━━━━━ Working data ━━━━━

use crate::app::event::AppEvent;
use std::rc::Rc;
use std::sync::Arc;
use tokio::sync::{mpsc, watch};
use viewstate::config::AppConfig;
use viewstate::{
    ActiveElementTracker, ActiveOnClick, Element, ElementStatus, HostEnvironment, Threshold,
    ToggleStateMachine, Viewport, ViewportDispatcher,
};

pub const TAB_LABELS: [&str; 4] = ["Overview", "Details", "History", "Settings"];

/// Nodes owned by the view. The state holders only see weak handles.
#[derive(Debug)]
pub struct Page {
    pub tabs: Vec<Rc<Element>>,
    pub menu_button: Rc<Element>,
}

impl Page {
    pub fn new() -> Self {
        Self {
            tabs: TAB_LABELS.iter().map(|label| Element::new(*label)).collect(),
            menu_button: Element::new("menu"),
        }
    }
}

/// Converts terminal cells to the pixel units the breakpoints use.
#[derive(Debug, Clone, Copy)]
pub struct CellSize {
    pub width_px: u32,
    pub height_px: u32,
}

impl CellSize {
    pub fn viewport(&self, cols: u16, rows: u16) -> Viewport {
        Viewport::new(
            u32::from(cols) * self.width_px,
            u32::from(rows) * self.height_px,
        )
    }
}

pub struct AppState {
    pub page: Page,
    pub tracker: ActiveElementTracker<Element>,
    pub active_binding: ActiveOnClick,
    pub toggle: ToggleStateMachine<Element>,
    pub toggle_class: String,
    pub menu_status: watch::Receiver<ElementStatus>,
    pub env: Arc<HostEnvironment>,
    pub viewport: ViewportDispatcher,
    pub compact_below: Threshold,
    pub compact: bool,
    pub cell: CellSize,
    pub should_quit: bool,
    pub dirty: bool,
    pub status_message: Option<String>,
}

impl AppState {
    pub fn new(config: &AppConfig, env: Arc<HostEnvironment>) -> Self {
        let toggle = ToggleStateMachine::new();
        let menu_status = toggle.subscribe();
        let viewport = config.viewport.dispatcher(env.clone());
        Self {
            page: Page::new(),
            tracker: ActiveElementTracker::new(),
            active_binding: ActiveOnClick::new(config.active.class.clone()),
            toggle,
            toggle_class: config.toggle.class.clone(),
            menu_status,
            env,
            viewport,
            compact_below: config.viewport.compact_below,
            compact: false,
            cell: CellSize {
                width_px: config.viewport.cell_width_px,
                height_px: config.viewport.cell_height_px,
            },
            should_quit: false,
            dirty: true,
            status_message: None,
        }
    }

    /// Registers the compact-layout callback with the dispatcher. The
    /// callback only signals the event loop; the handler does the work.
    pub fn watch_viewport(
        &mut self,
        event_tx: mpsc::UnboundedSender<AppEvent>,
    ) -> viewstate::Result<()> {
        let fired = self.viewport.execute_by_width(
            move || {
                let _ = event_tx.send(AppEvent::ViewportSettled);
            },
            self.compact_below,
        )?;
        tracing::info!(fired, threshold = %self.compact_below, "viewport callback registered");
        Ok(())
    }

    pub fn menu_open(&self) -> bool {
        *self.menu_status.borrow() == ElementStatus::Show
    }

    pub fn active_tab(&self) -> Option<usize> {
        self.page
            .tabs
            .iter()
            .position(|tab| self.tracker.is_active(tab))
    }

    pub fn set_status(&mut self, message: impl Into<String>) {
        self.status_message = Some(message.into());
        self.dirty = true;
    }
}
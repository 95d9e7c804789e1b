use std::fmt;
use std::sync::{Arc, Mutex, PoisonError};
use std::time::Duration;

use serde::{Deserialize, Serialize};
use tokio::runtime::Handle;
use tokio::task::JoinHandle;
use tracing::{debug, trace};

use super::breakpoint::Threshold;
use super::debounce::debounced;
use super::environment::{Environment, ExecutionContext, Viewport};
use crate::error::{Error, Result};

pub const DEFAULT_DEBOUNCE: Duration = Duration::from_millis(200);

/// When [`ViewportDispatcher::execute_by_width`] arms a resize subscription.
#[derive(Debug, Clone, Copy, Default, PartialEq, Eq, Serialize, Deserialize)]
#[serde(rename_all = "kebab-case")]
pub enum ArmPolicy {
    /// Only when the callback fired immediately. A viewport wider than the
    /// threshold therefore never arms the callback for later shrinking.
    #[default]
    OnImmediateFire,
    /// On every call, whatever the current width.
    Always,
}

#[derive(Debug, Clone, Copy, PartialEq, Eq)]
pub enum SubscriptionState {
    Unarmed,
    Armed,
}

/// A live debounced resize subscription. Dropping it stops delivery.
pub struct Subscription {
    task: JoinHandle<()>,
}

impl Drop for Subscription {
    fn drop(&mut self) {
        self.task.abort();
    }
}

impl fmt::Debug for Subscription {
    fn fmt(&self, f: &mut fmt::Formatter<'_>) -> fmt::Result {
        f.debug_struct("Subscription")
            .field("finished", &self.task.is_finished())
            .finish()
    }
}

/// Tracks the viewport and runs callbacks for narrow viewports.
///
/// Subscriptions live as long as the dispatcher: dropping it tears them all
/// down and no callback fires afterwards.
pub struct ViewportDispatcher {
    env: Arc<dyn Environment>,
    context: ExecutionContext,
    viewport: Arc<Mutex<Viewport>>,
    debounce: Duration,
    policy: ArmPolicy,
    subscriptions: Vec<Subscription>,
}

impl ViewportDispatcher {
    pub fn new(env: Arc<dyn Environment>) -> Self {
        let context = env.context();
        let viewport = if context.is_browser() {
            env.measure()
        } else {
            Viewport::default()
        };
        Self {
            env,
            context,
            viewport: Arc::new(Mutex::new(viewport)),
            debounce: DEFAULT_DEBOUNCE,
            policy: ArmPolicy::default(),
            subscriptions: Vec::new(),
        }
    }

    pub fn with_debounce(mut self, window: Duration) -> Self {
        self.debounce = window;
        self
    }

    pub fn with_arm_policy(mut self, policy: ArmPolicy) -> Self {
        self.policy = policy;
        self
    }

    pub fn context(&self) -> ExecutionContext {
        self.context
    }

    pub fn arm_policy(&self) -> ArmPolicy {
        self.policy
    }

    pub fn debounce(&self) -> Duration {
        self.debounce
    }

    pub fn subscription_state(&self) -> SubscriptionState {
        if self.subscriptions.is_empty() {
            SubscriptionState::Unarmed
        } else {
            SubscriptionState::Armed
        }
    }

    /// Last-known viewport width.
    pub fn width(&self) -> Result<u32> {
        self.require_browser("width")?;
        Ok(self.current().width)
    }

    /// Last-known viewport height.
    pub fn height(&self) -> Result<u32> {
        self.require_browser("height")?;
        Ok(self.current().height)
    }

    /// Runs `callback` now if the viewport is no wider than `threshold`, and
    /// arms a debounced resize subscription that runs it after every settled
    /// resize from then on, at any width.
    ///
    /// Whether the subscription is armed when the callback did not fire
    /// depends on the [`ArmPolicy`]. Returns whether the callback fired now.
    pub fn execute_by_width<F>(
        &mut self,
        mut callback: F,
        threshold: impl Into<Threshold>,
    ) -> Result<bool>
    where
        F: FnMut() + Send + 'static,
    {
        self.require_browser("execute_by_width")?;

        let threshold = threshold.into();
        let width = self.current().width;
        let fire = width <= threshold.px();
        let arm = match self.policy {
            ArmPolicy::OnImmediateFire => fire,
            ArmPolicy::Always => true,
        };
        debug!(width, %threshold, fire, arm, "execute by width");

        // Check the runtime before running anything so a failure has no effects.
        let runtime = if arm {
            Some(Handle::try_current().map_err(|_| Error::EnvironmentMismatch {
                operation: "execute_by_width",
                reason: "no async runtime to watch resize events",
            })?)
        } else {
            None
        };

        if fire {
            callback();
        }
        if let Some(runtime) = runtime {
            self.subscribe(&runtime, callback);
        }
        Ok(fire)
    }

    fn subscribe<F>(&mut self, runtime: &Handle, mut callback: F)
    where
        F: FnMut() + Send + 'static,
    {
        let events = self.env.resize_events();
        let env = Arc::clone(&self.env);
        let viewport = Arc::clone(&self.viewport);
        let task = runtime.spawn(debounced(events, self.debounce, move || {
            let measured = env.measure();
            *viewport.lock().unwrap_or_else(PoisonError::into_inner) = measured;
            trace!(width = measured.width, height = measured.height, "resize settled");
            callback();
        }));
        self.subscriptions.push(Subscription { task });
        debug!(subscriptions = self.subscriptions.len(), "resize subscription armed");
    }

    fn current(&self) -> Viewport {
        *self.viewport.lock().unwrap_or_else(PoisonError::into_inner)
    }

    fn require_browser(&self, operation: &'static str) -> Result<()> {
        if self.context.is_browser() {
            Ok(())
        } else {
            Err(Error::EnvironmentMismatch {
                operation,
                reason: "no live viewport measurement",
            })
        }
    }
}

impl Drop for ViewportDispatcher {
    fn drop(&mut self) {
        if !self.subscriptions.is_empty() {
            debug!(subscriptions = self.subscriptions.len(), "releasing resize subscriptions");
        }
    }
}

impl fmt::Debug for ViewportDispatcher {
    fn fmt(&self, f: &mut fmt::Formatter<'_>) -> fmt::Result {
        f.debug_struct("ViewportDispatcher")
            .field("context", &self.context)
            .field("viewport", &self.current())
            .field("debounce", &self.debounce)
            .field("policy", &self.policy)
            .field("subscriptions", &self.subscriptions.len())
            .finish()
    }
}
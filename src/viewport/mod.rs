//! Viewport tracking and width-gated callbacks.
//!
//! A [`ViewportDispatcher`] reads its measurements from a host-supplied
//! [`Environment`] and re-runs registered callbacks after each burst of
//! resize notifications settles.

pub mod breakpoint;
mod debounce;
pub mod dispatcher;
pub mod environment;

pub use breakpoint::{Breakpoint, Threshold};
pub use dispatcher::{
    ArmPolicy, Subscription, SubscriptionState, ViewportDispatcher, DEFAULT_DEBOUNCE,
};
pub use environment::{Environment, ExecutionContext, HostEnvironment, Viewport};
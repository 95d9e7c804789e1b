//! Presentation state for UI views.
//!
//! Three small, independent state holders driven by a view layer:
//!
//! - [`ActiveElementTracker`] keeps exactly one element "active" among all
//!   elements it has seen.
//! - [`ToggleStateMachine`] tracks a show/hide status and remembers every
//!   element whose class it flipped.
//! - [`ViewportDispatcher`] runs callbacks for narrow viewports and again after
//!   each debounced resize.
//!
//! Each holder is an ordinary value: construct it where the UI is composed and
//! pass it by reference. Elements are owned by the view layer; holders keep
//! weak, identity-compared [`ElementRef`]s only.

pub mod active;
pub mod config;
pub mod element;
pub mod error;
pub mod logging;
pub mod observable;
pub mod toggle;
pub mod viewport;

pub use active::{ActiveElementTracker, ActiveOnClick};
pub use element::{ClassList, Element, ElementRef};
pub use error::{Error, ErrorKind, Result};
pub use observable::StateCell;
pub use toggle::{Diagnostic, ElementStatus, ToggleStateMachine};
pub use viewport::{
    ArmPolicy, Breakpoint, Environment, ExecutionContext, HostEnvironment, SubscriptionState,
    Threshold, Viewport, ViewportDispatcher,
};
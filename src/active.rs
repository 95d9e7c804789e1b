//! Single-active-element tracking.
//!
//! [`ActiveElementTracker`] keeps at most one element carrying the active
//! class among every element it has ever been handed. [`ActiveOnClick`] is the
//! click binding a view attaches to each selectable node.

use std::rc::Rc;

use tracing::{debug, trace};

use crate::element::{ClassList, ElementRef};

pub const DEFAULT_ACTIVE_CLASS: &str = "active";

pub struct ActiveElementTracker<E> {
    current: Option<ElementRef<E>>,
    clicked: Vec<ElementRef<E>>,
}

impl<E: ClassList> ActiveElementTracker<E> {
    pub fn new() -> Self {
        Self {
            current: None,
            clicked: Vec::new(),
        }
    }

    /// Makes `element` the only element carrying `class`.
    ///
    /// Every other element seen so far loses `class`, `element` gains it, and
    /// `element` is registered if new. Repeating the call is harmless.
    pub fn set_active(&mut self, element: &Rc<E>, class: &str) {
        self.deactivate_others(element, class);

        element.add_class(class);
        let handle = ElementRef::new(element);
        if !self.clicked.contains(&handle) {
            self.clicked.push(handle.clone());
            debug!(registered = self.clicked.len(), "registered clicked element");
        }
        self.current = Some(handle);
    }

    fn deactivate_others(&mut self, exclude: &Rc<E>, class: &str) {
        // Dropped nodes can no longer show a class; forget them here.
        self.clicked.retain(ElementRef::is_alive);
        for handle in &self.clicked {
            if handle.is(exclude) {
                continue;
            }
            if let Some(node) = handle.get() {
                node.remove_class(class);
            }
        }
        trace!(scanned = self.clicked.len(), class, "deactivated other elements");
    }

    /// The active element, if one was set and the view still holds it.
    pub fn current(&self) -> Option<Rc<E>> {
        self.current.as_ref().and_then(ElementRef::get)
    }

    pub fn is_active(&self, element: &Rc<E>) -> bool {
        self.current.as_ref().is_some_and(|c| c.is(element))
    }

    /// Number of live elements ever activated.
    pub fn len(&self) -> usize {
        self.clicked.iter().filter(|h| h.is_alive()).count()
    }

    pub fn is_empty(&self) -> bool {
        self.len() == 0
    }
}

impl<E: ClassList> Default for ActiveElementTracker<E> {
    fn default() -> Self {
        Self::new()
    }
}

/// Click binding for a selectable node: activates it through the tracker.
#[derive(Debug, Clone)]
pub struct ActiveOnClick {
    class: String,
}

impl ActiveOnClick {
    pub fn new(class: impl Into<String>) -> Self {
        Self {
            class: class.into(),
        }
    }

    pub fn class(&self) -> &str {
        &self.class
    }

    pub fn on_click<E: ClassList>(&self, tracker: &mut ActiveElementTracker<E>, element: &Rc<E>) {
        tracker.set_active(element, &self.class);
        element.add_class(&self.class);
    }
}

impl Default for ActiveOnClick {
    fn default() -> Self {
        Self::new(DEFAULT_ACTIVE_CLASS)
    }
}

━━━━━

What is expected
In the entries above, find lines with "task" and copy each.

Written solution
use tokio::task::JoinHandle;
    task: JoinHandle<()>,
        self.task.abort();
            .field("finished", &self.task.is_finished())
        let task = runtime.spawn(debounced(events, self.debounce, move || {
        self.subscriptions.push(Subscription { task });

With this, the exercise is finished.